Transgenics Prosper Amidst Pragmatism and Collateral Damage
ORGANIC, GMO, GENETIC ENGINEERING, 26 May 2014
Fabiana Frayssinet, IPS – TRANSCEND Media Service
The advertising department of Swiss agribusiness giant Syngenta was on a roll in early 2004 when it published a map that dubbed a large area of Argentina, Brazil, Bolivia, Paraguay and Uruguay the “United Republic of Soy”.
In this “republic” more than 46 million hectares of transgenic soy are sprayed with 600 million litres of the herbicide glyphosate and are largely responsible for the deforestation of 500,000 hectares a year in the past decade, according to estimates by the international non-profit organisation GRAIN.
The expansion of agricultural biotechnology in South America has occurred under governments described as progressive, and has fuelled a debate between those who see it as scientific and economic progress and those who stress the social, environmental and political damage caused.
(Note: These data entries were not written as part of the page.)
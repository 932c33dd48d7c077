// ABOUTME: Registry credential resolution by registry domain.
// ABOUTME: Docker config.json credentials, pullscope.yml overrides, and the layered resolver.

use base64::Engine;
use base64::engine::general_purpose::{STANDARD, URL_SAFE};
use serde::{Deserialize, Serialize};
use std::collections::HashMap;
use std::path::{Path, PathBuf};

use crate::types::DEFAULT_DOMAIN;

/// Registry authentication credentials.
#[derive(Debug, Clone, Default, PartialEq, Eq, Serialize)]
pub struct RegistryAuth {
    /// Username.
    #[serde(skip_serializing_if = "String::is_empty")]
    pub username: String,
    /// Password or token.
    #[serde(skip_serializing_if = "String::is_empty")]
    pub password: String,
    /// Registry server (e.g., "ghcr.io").
    #[serde(rename = "serveraddress", skip_serializing_if = "Option::is_none")]
    pub server: Option<String>,
    /// OAuth identity token, used instead of a password when present.
    #[serde(rename = "identitytoken", skip_serializing_if = "Option::is_none")]
    pub identity_token: Option<String>,
}

impl RegistryAuth {
    pub fn new(username: impl Into<String>, password: impl Into<String>) -> Self {
        Self {
            username: username.into(),
            password: password.into(),
            ..Default::default()
        }
    }

    /// Value for the daemon's `X-Registry-Auth` header (base64url-encoded JSON).
    pub fn to_header(&self) -> Result<String, serde_json::Error> {
        let json = serde_json::to_vec(self)?;
        Ok(URL_SAFE.encode(json))
    }
}

/// Errors while loading credentials.
#[derive(Debug, thiserror::Error)]
pub enum AuthError {
    #[error("failed to read {path}: {source}")]
    Read {
        path: PathBuf,
        source: std::io::Error,
    },

    #[error("invalid docker config: {0}")]
    Parse(#[from] serde_json::Error),

    #[error("invalid auth entry for {registry}: {reason}")]
    InvalidEntry { registry: String, reason: String },
}

/// Maps a registry domain to credentials for the pull request.
pub trait AuthResolver: Send + Sync {
    fn resolve(&self, domain: &str) -> Option<RegistryAuth>;
}

/// Anonymous pulls.
#[derive(Debug, Clone, Copy, Default)]
pub struct NoAuth;

impl AuthResolver for NoAuth {
    fn resolve(&self, _domain: &str) -> Option<RegistryAuth> {
        None
    }
}

/// Fixed credentials keyed by normalized domain.
#[derive(Debug, Clone, Default)]
pub struct StaticAuth {
    entries: HashMap<String, RegistryAuth>,
}

impl StaticAuth {
    pub fn new() -> Self {
        Self::default()
    }

    pub fn with(mut self, domain: &str, auth: RegistryAuth) -> Self {
        self.insert(domain, auth);
        self
    }

    pub fn insert(&mut self, domain: &str, auth: RegistryAuth) {
        self.entries.insert(normalize_domain(domain), auth);
    }

    pub fn len(&self) -> usize {
        self.entries.len()
    }

    pub fn is_empty(&self) -> bool {
        self.entries.is_empty()
    }
}

impl AuthResolver for StaticAuth {
    fn resolve(&self, domain: &str) -> Option<RegistryAuth> {
        self.entries.get(&normalize_domain(domain)).cloned()
    }
}

#[derive(Debug, Default, Deserialize)]
struct DockerConfigFile {
    #[serde(default)]
    auths: HashMap<String, DockerConfigEntry>,
}

#[derive(Debug, Default, Deserialize)]
struct DockerConfigEntry {
    #[serde(default)]
    auth: Option<String>,
    #[serde(default)]
    username: Option<String>,
    #[serde(default)]
    password: Option<String>,
    #[serde(default, rename = "identitytoken")]
    identity_token: Option<String>,
}

/// Credentials stored by `docker login` in `config.json`.
///
/// Credential helpers are not consulted.
#[derive(Debug, Clone, Default)]
pub struct DockerConfigAuth {
    entries: StaticAuth,
}

impl DockerConfigAuth {
    /// Location of the docker config: `$DOCKER_CONFIG/config.json` or `~/.docker/config.json`.
    pub fn default_path() -> Option<PathBuf> {
        if let Ok(dir) = std::env::var("DOCKER_CONFIG") {
            return Some(PathBuf::from(dir).join("config.json"));
        }
        std::env::var("HOME")
            .ok()
            .map(|home| PathBuf::from(home).join(".docker").join("config.json"))
    }

    /// Load from the default location; a missing file yields no credentials.
    pub fn load_default() -> Result<Self, AuthError> {
        match Self::default_path() {
            Some(path) if path.exists() => Self::load(&path),
            _ => {
                tracing::debug!("docker config not found, using no stored credentials");
                Ok(Self::default())
            }
        }
    }

    pub fn load(path: &Path) -> Result<Self, AuthError> {
        let content = std::fs::read_to_string(path).map_err(|source| AuthError::Read {
            path: path.to_path_buf(),
            source,
        })?;
        Self::from_json(&content)
    }

    pub fn from_json(json: &str) -> Result<Self, AuthError> {
        let file: DockerConfigFile = serde_json::from_str(json)?;
        let mut entries = StaticAuth::new();

        for (registry, entry) in file.auths {
            let (username, password) = match (entry.username, entry.password, entry.auth) {
                (Some(u), Some(p), _) => (u, p),
                (_, _, Some(encoded)) if !encoded.is_empty() => decode_auth(&registry, &encoded)?,
                _ if entry.identity_token.is_some() => (String::new(), String::new()),
                _ => {
                    tracing::debug!(%registry, "skipping docker config entry without credentials");
                    continue;
                }
            };

            let auth = RegistryAuth {
                username,
                password,
                server: Some(registry.clone()),
                identity_token: entry.identity_token,
            };
            entries.insert(&registry, auth);
        }

        Ok(Self { entries })
    }

    pub fn len(&self) -> usize {
        self.entries.len()
    }

    pub fn is_empty(&self) -> bool {
        self.entries.is_empty()
    }
}

impl AuthResolver for DockerConfigAuth {
    fn resolve(&self, domain: &str) -> Option<RegistryAuth> {
        self.entries.resolve(domain)
    }
}

fn decode_auth(registry: &str, encoded: &str) -> Result<(String, String), AuthError> {
    let invalid = |reason: String| AuthError::InvalidEntry {
        registry: registry.to_string(),
        reason,
    };

    let decoded = STANDARD
        .decode(encoded.trim())
        .map_err(|e| invalid(format!("auth is not base64: {}", e)))?;
    let decoded = String::from_utf8(decoded).map_err(|e| invalid(e.to_string()))?;
    let (username, password) = decoded
        .split_once(':')
        .ok_or_else(|| invalid("auth is not user:password".to_string()))?;
    Ok((username.to_string(), password.to_string()))
}

/// Overrides checked first, then a fallback resolver.
#[derive(Debug, Clone)]
pub struct OverridingAuth<R> {
    overrides: StaticAuth,
    fallback: R,
}

impl<R: AuthResolver> OverridingAuth<R> {
    pub fn new(overrides: StaticAuth, fallback: R) -> Self {
        Self {
            overrides,
            fallback,
        }
    }
}

impl<R: AuthResolver> AuthResolver for OverridingAuth<R> {
    fn resolve(&self, domain: &str) -> Option<RegistryAuth> {
        match self.overrides.resolve(domain) {
            Some(auth) => {
                tracing::debug!(%domain, "using configured registry credentials");
                Some(auth)
            }
            None => self.fallback.resolve(domain),
        }
    }
}

/// Reduce a registry key (`https://index.docker.io/v1/`, `ghcr.io`) to its bare domain.
pub fn normalize_domain(registry: &str) -> String {
    let trimmed = registry
        .trim()
        .trim_start_matches("https://")
        .trim_start_matches("http://");
    let host = trimmed.split('/').next().unwrap_or(trimmed).to_ascii_lowercase();
    match host.as_str() {
        "index.docker.io" | "registry-1.docker.io" | "registry.hub.docker.com" => {
            DEFAULT_DOMAIN.to_string()
        }
        _ => host,
    }
}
According to GRAIN, global biotech corporations stepped up their campaign to spread transgenic or genetically modified (GM) seeds in 2012, when most of the Southern Cone countries had governments that were critical of neoliberal policies and that were in favour of a state that played a strong role with respect to social, educational, health and economic questions.
The two agricultural powerhouses in the region, Argentina and Brazil, are now among the world’s leaders in GM crops, which require large amounts of pesticides and herbicides.
This has to do with “the blind belief among progressive sectors in scientific and technological advances as providers of well-being and progress,” GRAIN Latin America spokesman Carlos Vicente told Tierramérica.
“The corporate power behind GM crops is not questioned, and the socioenvironmental impacts are not analysed,” he said.
There is also an element of “pragmatism,” he said, referring to “the alliance with agribusiness to maintain governability,” especially in Argentina, where taxes on the enormous exports of soy “are a major source of revenue for the state,” Vicente said.
Paradoxically, these earnings help finance “the social programmes that provide assistance to those who are expelled by the agribusiness model,” added the spokesman for GRAIN, an international NGO that promotes food security and works to support small farmers and social movements in their struggles for community-controlled and biodiversity-based food systems.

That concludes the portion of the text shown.